The former Olympic swimming silver medallist said she has co-sponsored a Crime and Policing Bill amendment by Baroness Stroud to end home DIY abortions in order to “protect women”.
The ‘pills-by-post’ scheme, which removed in-person consultations for women to receive abortion pills, was introduced during the Covid pandemic.
Tragic consequences
Writing in The Daily Telegraph, Lady Davies branded the pills-by-post scheme as an example of “powerful drugs being too casually dispensed to women by the state in the name of ideology, from which tragic consequences have already unfolded”.
She explained: “being pro-choice does not excuse jeopardising safety or allowing a ‘Wild West’ of abortion pills, where pills can too easily fall into the hands of abusers coercing abortions, traffickers covering up abuse or women whose pregnancies are approaching full term”.
The former Olympian added: “The practical effect of the scheme is that women at any stage of pregnancy can get hold of abortion pills by misleading abortion providers on the phone about their gestation, either mistakenly or deliberately as in the case of Carla Foster, who was sent abortion pills by BPAS after pretending to be seven weeks pregnant when actually around 33 weeks.”

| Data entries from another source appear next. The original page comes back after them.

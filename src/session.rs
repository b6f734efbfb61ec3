//! Studio session: the working state behind the generate form

use chrono::Local;
use parking_lot::Mutex;
use std::sync::Arc;
use tracing::{debug, info};

use crate::client::{GenerationClient, GenerationRequest, SimulatedClient, Style};
use crate::config::Settings;
use crate::error::{AppError, Result};
use crate::history::{FileStore, HistoryCache, HistoryEntry};
use crate::orchestrator::{Orchestrator, OrchestratorState, RetryPolicy};
use crate::preparation::{self, PrepareOptions, PreparedImage, RawImage};
use crate::timer::{Clock, TokioClock};

type Slot = Arc<Mutex<Option<Arc<Orchestrator>>>>;

/// Read-only digest of the working state
#[derive(Debug, Clone, PartialEq, Eq)]
pub struct LiveSummary {
    /// Trimmed prompt, or `(no prompt)`
    pub prompt: String,
    pub style: Style,
    pub has_image: bool,
    pub ready: bool,
}

/// Cancels whichever generation the session is running
#[derive(Clone)]
pub struct AbortHandle {
    slot: Slot,
}

impl AbortHandle {
    pub fn abort(&self) {
        if let Some(orchestrator) = self.slot.lock().as_ref() {
            orchestrator.cancel();
        }
    }
}

/// Empties the session's orchestrator slot when a generation ends, including
/// when the `generate` future is dropped before completing
struct RunGuard {
    slot: Slot,
}

impl Drop for RunGuard {
    fn drop(&mut self) {
        if let Some(orchestrator) = self.slot.lock().take() {
            orchestrator.cancel();
        }
    }
}

/// Image, prompt and style being edited, plus the status the user sees
pub struct Studio {
    client: Arc<dyn GenerationClient>,
    clock: Arc<dyn Clock>,
    policy: RetryPolicy,
    prepare_options: PrepareOptions,
    history: HistoryCache,
    image: Option<PreparedImage>,
    prompt: String,
    style: Style,
    status: String,
    error: String,
    status_log: Vec<String>,
    current: Slot,
}

impl Studio {
    pub fn new(
        client: Arc<dyn GenerationClient>,
        clock: Arc<dyn Clock>,
        history: HistoryCache,
        settings: &Settings,
    ) -> Self {
        Self {
            client,
            clock,
            policy: RetryPolicy::from(&settings.generation),
            prepare_options: PrepareOptions::from(&settings.preparation),
            history,
            image: None,
            prompt: String::new(),
            style: Style::default(),
            status: String::new(),
            error: String::new(),
            status_log: Vec::new(),
            current: Arc::new(Mutex::new(None)),
        }
    }

    /// Session over the simulated service with history stored on disk
    pub fn from_settings(settings: &Settings) -> Self {
        let client = Arc::new(SimulatedClient::new(&settings.simulator));
        let store = Arc::new(FileStore::new(&settings.storage.base_path));
        let history = HistoryCache::from_config(store, &settings.storage);
        Self::new(client, Arc::new(TokioClock), history, settings)
    }

    /// Load persisted history into the session
    pub async fn load_history(&mut self) -> &[HistoryEntry] {
        self.history.load().await;
        self.history.entries()
    }

    pub fn history(&self) -> &[HistoryEntry] {
        self.history.entries()
    }

    pub fn image(&self) -> Option<&PreparedImage> {
        self.image.as_ref()
    }

    pub fn prompt(&self) -> &str {
        &self.prompt
    }

    pub fn style(&self) -> Style {
        self.style
    }

    pub fn status(&self) -> &str {
        &self.status
    }

    pub fn error(&self) -> &str {
        &self.error
    }

    /// Status lines set since the latest generation started, oldest first
    pub fn status_log(&self) -> &[String] {
        &self.status_log
    }

    pub fn is_generating(&self) -> bool {
        self.current.lock().is_some()
    }

    pub fn set_prompt(&mut self, prompt: impl Into<String>) {
        self.prompt = prompt.into();
    }

    pub fn set_style(&mut self, style: Style) {
        self.style = style;
    }

    pub fn set_prepare_options(&mut self, options: PrepareOptions) {
        self.prepare_options = options;
    }

    pub fn abort_handle(&self) -> AbortHandle {
        AbortHandle {
            slot: self.current.clone(),
        }
    }

    /// Cancel the running generation, if any
    pub fn abort(&self) {
        self.abort_handle().abort();
    }

    pub fn can_generate(&self) -> bool {
        self.image.is_some() && !self.prompt.trim().is_empty() && !self.is_generating()
    }

    pub fn live_summary(&self) -> LiveSummary {
        let trimmed = self.prompt.trim();
        LiveSummary {
            prompt: if trimmed.is_empty() {
                "(no prompt)".to_string()
            } else {
                trimmed.to_string()
            },
            style: self.style,
            has_image: self.image.is_some(),
            ready: self.image.is_some() && !trimmed.is_empty(),
        }
    }

    /// Replace the working image with a freshly prepared one.
    ///
    /// Any previous image, status and error are cleared first, so a failure
    /// leaves the session without an image.
    pub async fn select_image(&mut self, raw: RawImage) -> Result<&PreparedImage> {
        self.status.clear();
        self.error.clear();
        self.image = None;

        if let Err(e) = preparation::validate_file_name(&raw.name) {
            self.error = e.to_string();
            return Err(e);
        }

        let prepared = match preparation::prepare_in_background(raw, self.prepare_options.clone()).await {
            Ok(prepared) => prepared,
            Err(e) => {
                debug!(error = %e, "Image preparation failed");
                self.error = "Failed to load image.".to_string();
                return Err(e);
            }
        };

        Ok(self.image.insert(prepared))
    }

    /// Run one generation on a fresh orchestrator and record its result.
    ///
    /// Returns the terminal state; `Aborted` and `Failed` are outcomes, not
    /// errors. Errors only when the form is not ready.
    ///
    /// Dropping the returned future cancels the running generation and frees
    /// the session for the next one.
    pub async fn generate(&mut self) -> Result<OrchestratorState> {
        if self.is_generating() {
            return Err(AppError::InvalidState(
                "a generation is already running".to_string(),
            ));
        }
        let image = match (&self.image, self.prompt.trim().is_empty()) {
            (Some(image), false) => image.clone(),
            _ => {
                return Err(AppError::Validation(
                    "Select an image and enter a prompt first.".to_string(),
                ))
            }
        };

        self.error.clear();
        self.status_log.clear();
        let request = GenerationRequest::new(image, &self.prompt, self.style);
        info!(style = %request.style, "Generating");

        let orchestrator = Arc::new(Orchestrator::new(
            self.client.clone(),
            self.clock.clone(),
            self.policy,
        ));
        let mut transitions = orchestrator.subscribe();
        *self.current.lock() = Some(orchestrator.clone());
        let guard = RunGuard {
            slot: self.current.clone(),
        };

        let handle = orchestrator.start(request)?;

        while let Some(state) = transitions.recv().await {
            let terminal = state.is_terminal();
            self.apply(&state);
            if terminal {
                break;
            }
        }

        let outcome = handle
            .await
            .map_err(|e| AppError::Internal(format!("Generation task failed: {}", e)));
        drop(guard);
        let final_state = outcome?;

        if let OrchestratorState::Succeeded(result) = &final_state {
            self.history.record(HistoryEntry::from(result)).await;
        }

        Ok(final_state)
    }

    /// Load a history entry back into the form; history itself is unchanged
    pub fn restore_from_history(&mut self, entry: &HistoryEntry) {
        let work = self.history.restore(entry);
        self.image = Some(work.image);
        self.prompt = work.prompt;
        self.style = work.style;
        self.error.clear();

        let when = entry.created_at.with_timezone(&Local);
        self.set_status(format!("Restored item from {}", when.format("%Y-%m-%d %H:%M:%S")));
    }

    fn apply(&mut self, state: &OrchestratorState) {
        if let Some(status) = state.status_message() {
            self.set_status(status);
        }
        if let Some(error) = state.error_message() {
            self.error = error;
        }
    }

    fn set_status(&mut self, status: String) {
        debug!(status = %status, "Status");
        self.status_log.push(status.clone());
        self.status = status;
    }
}
//! Retry/backoff state machine driving a single generation

use parking_lot::{Mutex, RwLock};
use std::sync::Arc;
use std::time::Duration;
use tokio::sync::mpsc;
use tokio::task::JoinHandle;
use tracing::{debug, info, warn};

use crate::cancel::CancellationToken;
use crate::client::{GenerationClient, GenerationRequest, GenerationResult};
use crate::error::{AppError, GenerationError, Result};
use crate::orchestrator::state::{OrchestratorState, Phase, RetryPolicy};
use crate::timer::{self, Clock};

/// Runs one generation to completion with bounded retries.
///
/// An orchestrator is single-use: it leaves `Idle` exactly once. Start every
/// new generation on a fresh instance.
pub struct Orchestrator {
    client: Arc<dyn GenerationClient>,
    clock: Arc<dyn Clock>,
    policy: RetryPolicy,
    token: CancellationToken,
    state: RwLock<OrchestratorState>,
    subscribers: Mutex<Vec<mpsc::UnboundedSender<OrchestratorState>>>,
}

impl Orchestrator {
    pub fn new(client: Arc<dyn GenerationClient>, clock: Arc<dyn Clock>, policy: RetryPolicy) -> Self {
        Self {
            client,
            clock,
            policy,
            token: CancellationToken::new(),
            state: RwLock::new(OrchestratorState::Idle),
            subscribers: Mutex::new(Vec::new()),
        }
    }

    /// Current state snapshot
    pub fn state(&self) -> OrchestratorState {
        self.state.read().clone()
    }

    /// Receive every transition made after this call, in order
    pub fn subscribe(&self) -> mpsc::UnboundedReceiver<OrchestratorState> {
        let (tx, rx) = mpsc::unbounded_channel();
        self.subscribers.lock().push(tx);
        rx
    }

    /// Begin the generation on a background task.
    ///
    /// The state is `Running` by the time this returns, so a `cancel()`
    /// issued right after always takes effect. Fails with
    /// [`AppError::InvalidState`] unless the orchestrator is still idle.
    pub fn start(self: &Arc<Self>, request: GenerationRequest) -> Result<JoinHandle<OrchestratorState>> {
        self.begin()?;
        let this = Arc::clone(self);
        Ok(tokio::spawn(async move { this.drive(request).await }))
    }

    /// Run the generation on the current task and return its terminal state
    pub async fn run(&self, request: GenerationRequest) -> Result<OrchestratorState> {
        self.begin()?;
        Ok(self.drive(request).await)
    }

    /// Request cancellation of the running generation.
    ///
    /// Has no effect before `start()` or after a terminal state.
    pub fn cancel(&self) {
        let state = self.state.read();
        if state.is_running() {
            info!("Cancelling generation");
            self.token.cancel();
        } else {
            debug!(state = ?*state, "Ignoring cancel outside a running generation");
        }
    }

    /// Terminal state as a result
    pub fn outcome(&self) -> Result<GenerationResult> {
        match self.state() {
            OrchestratorState::Succeeded(result) => Ok(result),
            OrchestratorState::Aborted => Err(AppError::Generation(GenerationError::Aborted)),
            OrchestratorState::Failed(source) => Err(AppError::ExhaustedRetries {
                attempts: self.policy.max_attempts,
                source,
            }),
            state => Err(AppError::InvalidState(format!(
                "generation has not finished: {:?}",
                state
            ))),
        }
    }

    fn begin(&self) -> Result<()> {
        let mut state = self.state.write();
        if !matches!(*state, OrchestratorState::Idle) {
            return Err(AppError::InvalidState(
                "orchestrator already started; use a fresh instance".to_string(),
            ));
        }

        let running = OrchestratorState::Running {
            attempt: 1,
            backoff_ms: self.policy.backoff_after(1),
            phase: Phase::Attempting,
        };
        *state = running.clone();
        self.publish(running);
        Ok(())
    }

    fn transition(&self, next: OrchestratorState) {
        let mut state = self.state.write();
        *state = next.clone();
        self.publish(next);
    }

    fn publish(&self, state: OrchestratorState) {
        self.subscribers
            .lock()
            .retain(|tx| tx.send(state.clone()).is_ok());
    }

    async fn drive(&self, request: GenerationRequest) -> OrchestratorState {
        let mut attempt = 1;

        let terminal = loop {
            if self.token.is_cancelled() {
                break OrchestratorState::Aborted;
            }

            debug!(client = %self.client.name(), attempt, "Starting attempt");

            match self.client.generate(&request, &self.token).await {
                Ok(result) => {
                    info!(id = %result.id, attempt, "Generation succeeded");
                    break OrchestratorState::Succeeded(result);
                }
                Err(GenerationError::Aborted) => break OrchestratorState::Aborted,
                Err(err) => {
                    if attempt >= self.policy.max_attempts {
                        warn!(attempt, error = %err, "Giving up after final attempt");
                        break OrchestratorState::Failed(err);
                    }

                    let backoff_ms = self.policy.backoff_after(attempt);
                    warn!(attempt, backoff_ms, error = %err, "Attempt failed, backing off");
                    self.transition(OrchestratorState::Running {
                        attempt,
                        backoff_ms,
                        phase: Phase::BackingOff(err),
                    });

                    let delay = Duration::from_millis(backoff_ms);
                    if timer::wait(delay, &self.token, self.clock.as_ref()).await.is_err() {
                        break OrchestratorState::Aborted;
                    }

                    attempt += 1;
                    self.transition(OrchestratorState::Running {
                        attempt,
                        backoff_ms: self.policy.backoff_after(attempt),
                        phase: Phase::Attempting,
                    });
                }
            }
        };

        if matches!(terminal, OrchestratorState::Aborted) {
            info!(attempt, "Generation aborted");
        }
        self.transition(terminal.clone());
        terminal
    }
}
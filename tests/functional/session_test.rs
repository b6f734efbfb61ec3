//! Functional tests for the generate / abort / restore workflow

use std::sync::Arc;
use std::time::Duration;
use studio_mini::client::Style;
use studio_mini::history::{KeyValueStore, MemoryStore};
use studio_mini::orchestrator::OrchestratorState;
use studio_mini::preparation::{PrepareOptions, RawImage};
use studio_mini::timer::RecordingClock;
use studio_mini::{AppError, GenerationError};

use crate::support::{
    entry, ids, png_bytes, studio, studio_with, ScriptedClient, Step, HISTORY_KEY,
};

fn overloaded() -> Step {
    Step::Fail(GenerationError::overloaded())
}

#[tokio::test]
async fn test_transient_failures_then_success() {
    let client = ScriptedClient::new(vec![overloaded(), overloaded()]);
    let clock = RecordingClock::new();
    let mut studio = studio(client.clone(), clock.clone());

    studio
        .select_image(RawImage::new("shoe.png", png_bytes(32, 32)))
        .await
        .unwrap();
    studio.set_prompt("red sneaker");
    studio.set_style(Style::Minimal);
    assert!(studio.can_generate());

    let state = studio.generate().await.unwrap();
    let result = match state {
        OrchestratorState::Succeeded(result) => result,
        other => panic!("unexpected state: {:?}", other),
    };

    assert_eq!(
        studio.status_log(),
        [
            "Generating…",
            "Error: Model overloaded. Retrying in 500ms…",
            "Error: Model overloaded. Retrying in 1000ms…",
            "Done",
        ]
    );
    assert_eq!(studio.status(), "Done");
    assert_eq!(studio.error(), "");
    assert_eq!(client.calls(), 3);
    assert_eq!(clock.delays_ms(), vec![500, 1000]);

    assert_eq!(studio.history()[0].id, result.id);
    assert_eq!(studio.history()[0].prompt, "red sneaker");
    assert_eq!(studio.history()[0].style, Style::Minimal);
    assert!(!studio.is_generating());
}

#[tokio::test]
async fn test_exhausted_retries_surface_last_error() {
    let client = ScriptedClient::new(vec![
        overloaded(),
        overloaded(),
        Step::Fail(GenerationError::Unknown("upstream reset".into())),
    ]);
    let mut studio = studio(client.clone(), RecordingClock::new());
    studio
        .select_image(RawImage::new("shoe.png", png_bytes(8, 8)))
        .await
        .unwrap();
    studio.set_prompt("red sneaker");

    let state = studio.generate().await.unwrap();
    assert!(matches!(state, OrchestratorState::Failed(_)));
    assert_eq!(studio.status(), "Failed after retries");
    assert_eq!(studio.error(), "upstream reset");
    assert!(studio.history().is_empty());
}

#[tokio::test]
async fn test_abort_right_after_start() {
    let client = ScriptedClient::new(vec![Step::Hang]);
    let store = Arc::new(MemoryStore::new());
    let mut studio = studio_with(client.clone(), RecordingClock::new(), store.clone());
    studio
        .select_image(RawImage::new("shoe.png", png_bytes(8, 8)))
        .await
        .unwrap();
    studio.set_prompt("red sneaker");

    let abort = studio.abort_handle();
    let (state, _) = tokio::join!(studio.generate(), async {
        tokio::task::yield_now().await;
        abort.abort();
    });

    assert_eq!(state.unwrap(), OrchestratorState::Aborted);
    assert_eq!(studio.status(), "Aborted");
    assert_eq!(studio.error(), "");
    assert!(studio.history().is_empty());
    assert_eq!(store.get(HISTORY_KEY).await.unwrap(), None);
}

#[tokio::test]
async fn test_abort_without_generation_is_noop() {
    let client = ScriptedClient::new(vec![]);
    let mut studio = studio(client, RecordingClock::new());
    studio
        .select_image(RawImage::new("shoe.png", png_bytes(8, 8)))
        .await
        .unwrap();
    studio.set_prompt("red sneaker");

    studio.abort();
    let state = studio.generate().await.unwrap();
    assert!(matches!(state, OrchestratorState::Succeeded(_)));
}

#[tokio::test]
async fn test_generate_requires_image_and_prompt() {
    let client = ScriptedClient::new(vec![]);
    let mut studio = studio(client.clone(), RecordingClock::new());

    studio.set_prompt("red sneaker");
    assert!(matches!(studio.generate().await, Err(AppError::Validation(_))));

    studio
        .select_image(RawImage::new("shoe.png", png_bytes(8, 8)))
        .await
        .unwrap();
    studio.set_prompt("   ");
    assert!(!studio.can_generate());
    assert!(matches!(studio.generate().await, Err(AppError::Validation(_))));
    assert_eq!(client.calls(), 0);
}

#[tokio::test]
async fn test_select_image_failures_set_error() {
    let mut studio = studio(ScriptedClient::new(vec![]), RecordingClock::new());

    let err = studio
        .select_image(RawImage::new("report.pdf", vec![1, 2, 3]))
        .await
        .unwrap_err();
    assert!(matches!(err, AppError::Validation(_)));
    assert_eq!(studio.error(), "Please upload a PNG or JPG file.");
    assert!(studio.image().is_none());

    studio.set_prepare_options(PrepareOptions {
        max_bytes: 4,
        ..PrepareOptions::default()
    });
    let err = studio
        .select_image(RawImage::new("broken.jpg", vec![0u8; 32]))
        .await
        .unwrap_err();
    assert!(matches!(err, AppError::Decode(_)));
    assert_eq!(studio.error(), "Failed to load image.");
    assert!(studio.image().is_none());
}

#[tokio::test]
async fn test_oversized_selection_is_downscaled() {
    let mut studio = studio(ScriptedClient::new(vec![]), RecordingClock::new());
    studio.set_prepare_options(PrepareOptions {
        max_bytes: 0,
        max_dim: 16,
        ..PrepareOptions::default()
    });

    let prepared = studio
        .select_image(RawImage::new("big.png", png_bytes(64, 32)))
        .await
        .unwrap();
    assert!(prepared.was_downscaled);
    assert_eq!((prepared.width, prepared.height), (Some(16), Some(8)));
}

#[tokio::test]
async fn test_restore_from_history() {
    let store = Arc::new(MemoryStore::new());
    let stored = vec![entry("B"), entry("A")];
    store
        .set(HISTORY_KEY, &serde_json::to_string(&stored).unwrap())
        .await
        .unwrap();

    let mut studio = studio_with(ScriptedClient::new(vec![]), RecordingClock::new(), store);
    assert_eq!(ids(studio.load_history().await), vec!["B", "A"]);

    let target = studio.history()[1].clone();
    studio.restore_from_history(&target);

    assert_eq!(studio.prompt(), "prompt A");
    assert_eq!(studio.style(), Style::Vintage);
    assert_eq!(studio.image().unwrap().data_url, target.image_url);
    assert!(studio.status().starts_with("Restored item from "));
    assert_eq!(studio.error(), "");
    assert_eq!(ids(studio.history()), vec!["B", "A"]);
    assert!(studio.can_generate());
}

#[tokio::test]
async fn test_live_summary() {
    let mut studio = studio(ScriptedClient::new(vec![]), RecordingClock::new());
    let summary = studio.live_summary();
    assert_eq!(summary.prompt, "(no prompt)");
    assert_eq!(summary.style, Style::Editorial);
    assert!(!summary.has_image);
    assert!(!summary.ready);

    studio
        .select_image(RawImage::new("shoe.png", png_bytes(8, 8)))
        .await
        .unwrap();
    studio.set_prompt("  neon jacket ");
    let summary = studio.live_summary();
    assert_eq!(summary.prompt, "neon jacket");
    assert!(summary.ready);
}

#[tokio::test]
async fn test_history_caps_across_generations() {
    let mut studio = studio(ScriptedClient::new(vec![]), RecordingClock::new());
    studio
        .select_image(RawImage::new("shoe.png", png_bytes(8, 8)))
        .await
        .unwrap();
    studio.set_prompt("red sneaker");

    for _ in 0..6 {
        studio.generate().await.unwrap();
    }
    assert_eq!(
        ids(studio.history()),
        vec!["gen-6", "gen-5", "gen-4", "gen-3", "gen-2"]
    );
}

#[tokio::test]
async fn test_status_log_covers_latest_generation_only() {
    let client = ScriptedClient::new(vec![overloaded()]);
    let mut studio = studio(client, RecordingClock::new());
    studio
        .select_image(RawImage::new("shoe.png", png_bytes(8, 8)))
        .await
        .unwrap();
    studio.set_prompt("red sneaker");

    studio.generate().await.unwrap();
    assert_eq!(studio.status_log().len(), 3);

    studio.generate().await.unwrap();
    assert_eq!(studio.status_log(), ["Generating…", "Done"]);
}

#[tokio::test]
async fn test_dropped_generation_frees_session() {
    let client = ScriptedClient::new(vec![Step::Hang]);
    let mut studio = studio(client.clone(), RecordingClock::new());
    studio
        .select_image(RawImage::new("shoe.png", png_bytes(8, 8)))
        .await
        .unwrap();
    studio.set_prompt("red sneaker");

    let timed_out = tokio::time::timeout(Duration::from_millis(50), studio.generate()).await;
    assert!(timed_out.is_err());
    assert!(!studio.is_generating());
    assert!(studio.can_generate());

    let state = studio.generate().await.unwrap();
    assert!(matches!(state, OrchestratorState::Succeeded(_)));
    assert_eq!(client.calls(), 2);
    assert_eq!(ids(studio.history()), vec!["gen-2"]);
}

#[tokio::test]
async fn test_generate_without_loading_keeps_stored_history() {
    let store = Arc::new(MemoryStore::new());
    let stored = vec![entry("B"), entry("A")];
    store
        .set(HISTORY_KEY, &serde_json::to_string(&stored).unwrap())
        .await
        .unwrap();

    let mut studio = studio_with(ScriptedClient::new(vec![]), RecordingClock::new(), store.clone());
    studio
        .select_image(RawImage::new("shoe.png", png_bytes(8, 8)))
        .await
        .unwrap();
    studio.set_prompt("red sneaker");
    studio.generate().await.unwrap();

    assert_eq!(ids(studio.history()), vec!["gen-1", "B", "A"]);
    let raw = store.get(HISTORY_KEY).await.unwrap().unwrap();
    let persisted: Vec<studio_mini::history::HistoryEntry> = serde_json::from_str(&raw).unwrap();
    assert_eq!(ids(&persisted), vec!["gen-1", "B", "A"]);
}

She said: “Reintroducing in-person medical consultations for women seeking abortions is not about reducing access to abortion but ensuring safeguarding and best practice.”
Abortion up to birth
Lady Davies added: “The backdrop to the amendment Baroness Stroud and I have brought forward with other colleagues is the proposal in the Crime and Policing Bill that would mean it would no longer be illegal for a woman to administer her own abortion at any stage of pregnancy, right up to birth, for any reason”.
She said she opposes this move, noting: “Britain already has the most extreme time limit in Western Europe – our 24-week limit is double the average in European Union countries and beyond the point when some babies now survive outside the womb”.
“Effectively permitting unsupervised abortions away from a clinical setting late in pregnancy, using pills designed for the first 10 weeks of pregnancy, would put women’s lives at risk.”
She argued that “being pro-choice has limits; it does not mean supporting abortion up to birth, so that viable babies (including girls) can have their lives ended in the womb without legal repercussion, even at full term”.